→ Exercise requirements
Please copy out all lines of the entries that contain the word "services".
▼
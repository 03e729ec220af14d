//! Startup readiness gating
//!
//! Both external services must answer a cheap probe (a forwarded-port query
//! and a listening-port read) within the same attempt before the sync loop
//! is allowed to start. Probe failures accumulate
//! silently up to the attempt budget; exhausting it is the one unrecoverable
//! failure path in the process. Authentication rejections short-circuit the
//! budget - misconfigured credentials never fix themselves.

use crate::config::Config;
use crate::error::{ApiError, StartupError};
use crate::sync::{GatewayApi, TorrentApi};
use tokio::time::sleep;
use tracing::{debug, info};

/// Block until both services are ready, or the attempt budget runs out.
///
/// State machine per attempt: `Waiting -> Checking -> {Ready | Waiting}`;
/// after `startup_max_attempts` failed attempts: `StartupTimeout`.
pub async fn wait_until_ready<G, T>(
    config: &Config,
    gateway: &G,
    torrent: &mut T,
) -> Result<(), StartupError>
where
    G: GatewayApi,
    T: TorrentApi,
{
    if !config.startup_check_delay.is_zero() {
        info!(
            "waiting {}s before startup checks",
            config.startup_check_delay.as_secs()
        );
        sleep(config.startup_check_delay).await;
    }

    let max = config.startup_max_attempts;
    for attempt in 1..=max {
        info!("checking services (attempt {attempt}/{max})");

        let gateway_ready = probe_gateway(gateway).await?;
        let torrent_ready = probe_torrent(torrent).await?;

        if gateway_ready && torrent_ready {
            info!("both services ready");
            return Ok(());
        }

        if attempt < max {
            sleep(config.startup_check_interval).await;
        }
    }

    Err(StartupError::Timeout { attempts: max })
}

async fn probe_gateway<G: GatewayApi>(gateway: &G) -> Result<bool, StartupError> {
    match gateway.forwarded_port().await {
        Ok(_) => {
            debug!("gateway is ready");
            Ok(true)
        },
        // The control server answered; forwarding being inactive is a VPN
        // condition, not an availability one.
        Err(ApiError::MalformedResponse(reason)) => {
            debug!("gateway is ready (no active forwarding: {reason})");
            Ok(true)
        },
        Err(e) if e.is_auth() => Err(StartupError::Auth(format!("gateway: {e}"))),
        Err(e) => {
            debug!("gateway not ready: {e}");
            Ok(false)
        },
    }
}

// Probes with a port read rather than a login: with auth disabled a login
// is a local no-op and would report ready without ever reaching the server.
// The read authenticates first when credentials are configured, so it
// exercises the whole path either way.
async fn probe_torrent<T: TorrentApi>(torrent: &mut T) -> Result<bool, StartupError> {
    match torrent.listening_port().await {
        Ok(_) => {
            debug!("torrent client is ready");
            Ok(true)
        },
        Err(e) if e.is_auth() => Err(StartupError::Auth(format!("torrent client: {e}"))),
        Err(e) => {
            debug!("torrent client not ready: {e}");
            Ok(false)
        },
    }
}
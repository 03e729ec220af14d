//! gluesync daemon entry point
//!
//! Wires the pieces together: config -> logging -> health endpoint ->
//! readiness gate -> sync loop. Exits non-zero when the readiness budget
//! is exhausted; otherwise runs until a termination signal.

use anyhow::Result;
use clap::Parser;
use gluesync::config::Config;
use gluesync::gluetun::GluetunClient;
use gluesync::health::HealthState;
use gluesync::qbittorrent::QbitClient;
use gluesync::sync::Controller;
use gluesync::{health, logging, readiness};
use std::net::SocketAddr;
use tracing::{error, info};

/// Keep a torrent client's listening port in sync with the VPN-forwarded port
#[derive(Parser, Debug)]
#[command(name = "gluesync")]
#[command(author, version, about, long_about = None)]
struct Cli {
    /// Debug-level output (overrides LOG_LEVEL)
    #[arg(short, long, default_value_t = false)]
    verbose: bool,
}

#[tokio::main]
async fn main() -> Result<()> {
    let cli = Cli::parse();

    // Configuration errors surface on stderr before logging exists.
    let config = Config::load()?;

    let level = if cli.verbose {
        "debug"
    } else {
        config.log_level.as_str()
    };
    logging::init(level);

    info!("gluesync v{} starting", env!("CARGO_PKG_VERSION"));
    config.log_summary();

    let health = HealthState::new();
    if config.health_enabled {
        // Bind before spawning: a port conflict is a startup failure, not
        // something to discover from a silent task.
        let addr = SocketAddr::from(([0, 0, 0, 0], config.health_port));
        let listener = health::server::bind(addr).await?;
        let state = health.clone();
        tokio::spawn(async move {
            if let Err(e) = health::server::serve(listener, state).await {
                error!("health endpoint failed: {e:#}");
            }
        });
    }

    let gateway = GluetunClient::new(&config)?;
    let mut torrent = QbitClient::new(&config)?;

    if let Err(e) = readiness::wait_until_ready(&config, &gateway, &mut torrent).await {
        error!("startup failed: {e}");
        std::process::exit(1);
    }

    let mut controller = Controller::new(gateway, torrent, health, &config);

    tokio::select! {
        () = controller.run() => {},
        () = shutdown_signal() => {
            info!("shutdown signal received, exiting");
        },
    }

    Ok(())
}

/// Resolve on SIGINT or SIGTERM
async fn shutdown_signal() {
    use tokio::signal::unix::{signal, SignalKind};

    let ctrl_c = tokio::signal::ctrl_c();
    match signal(SignalKind::terminate()) {
        Ok(mut term) => {
            tokio::select! {
                _ = ctrl_c => {},
                _ = term.recv() => {},
            }
        },
        Err(_) => {
            let _ = ctrl_c.await;
        },
    }
}
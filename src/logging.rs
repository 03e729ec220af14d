//! Logging configuration
//!
//! Structured logging with tracing.

use tracing_subscriber::fmt;
use tracing_subscriber::EnvFilter;

/// Initialize logging.
///
/// `RUST_LOG` takes priority when set; otherwise the configured level
/// applies to this crate only.
pub fn init(level: &str) {
    let filter = EnvFilter::try_from_default_env()
        .unwrap_or_else(|_| EnvFilter::new(format!("gluesync={level}")));

    fmt()
        .with_env_filter(filter)
        .with_target(false)
        .with_thread_ids(false)
        .with_file(false)
        .with_line_number(false)
        .init();
}
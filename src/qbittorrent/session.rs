//! Web API session state machine
//!
//! qBittorrent sessions are cookie-based and lapse server-side. The state
//! is explicit so re-authentication is a visible transition, not a hidden
//! retry buried in request plumbing.

/// Session lifecycle: `Unauthenticated -> Authenticated -> Expired`
#[derive(Debug, Clone, Copy, PartialEq, Eq, Default)]
pub enum SessionState {
    /// No session established yet
    #[default]
    Unauthenticated,
    /// Session cookie accepted by the server
    Authenticated,
    /// Server rejected the session cookie; a re-login is required
    Expired,
}

impl SessionState {
    /// Whether a login must happen before the next authenticated request
    pub fn needs_login(self) -> bool {
        !matches!(self, SessionState::Authenticated)
    }
}
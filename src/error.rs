//! Failure taxonomy for the external APIs
//!
//! Every outcome of talking to Gluetun or qBittorrent maps onto one of these
//! variants. Steady-state callers convert them into health reasons at the
//! cycle boundary; only startup errors are allowed to end the process.

use thiserror::Error;

/// Failure from a Gluetun or qBittorrent API call
#[derive(Debug, Clone, PartialEq, Eq, Error)]
pub enum ApiError {
    /// Network failure, connection refused, or request timeout
    #[error("unreachable: {0}")]
    Unreachable(String),

    /// Credentials rejected outright
    #[error("authentication failed: {0}")]
    AuthFailed(String),

    /// Session token lapsed and re-login did not restore it
    #[error("session expired")]
    AuthExpired,

    /// Response arrived but its payload is unusable
    #[error("malformed response: {0}")]
    MalformedResponse(String),

    /// Server understood the update request and refused it
    #[error("rejected by server: {0}")]
    RejectedByServer(String),
}

impl ApiError {
    /// Classify a transport-level reqwest error.
    ///
    /// Timeouts and connection failures are both `Unreachable`: a hung
    /// dependency must look the same as an absent one to the caller.
    pub fn from_reqwest(err: &reqwest::Error) -> Self {
        if err.is_timeout() {
            ApiError::Unreachable("request timed out".to_string())
        } else if err.is_connect() {
            ApiError::Unreachable(format!("connection error: {err}"))
        } else {
            ApiError::Unreachable(format!("request failed: {err}"))
        }
    }

    /// True for credential-level failures (fatal during startup probing)
    pub fn is_auth(&self) -> bool {
        matches!(self, ApiError::AuthFailed(_) | ApiError::AuthExpired)
    }
}

/// Fatal startup condition from the readiness prober
#[derive(Debug, Clone, PartialEq, Eq, Error)]
pub enum StartupError {
    /// Attempt budget exhausted without both services becoming ready
    #[error("services not ready after {attempts} attempts")]
    Timeout { attempts: u32 },

    /// A service rejected our credentials; retrying cannot fix this
    #[error("authentication failed during startup: {0}")]
    Auth(String),
}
▲
→ Final answer
//! Both external services must answer a cheap probe (a forwarded-port query
/// Block until both services are ready, or the attempt budget runs out.
        info!("checking services (attempt {attempt}/{max})");
            info!("both services ready");
    /// Attempt budget exhausted without both services becoming ready
    #[error("services not ready after {attempts} attempts")]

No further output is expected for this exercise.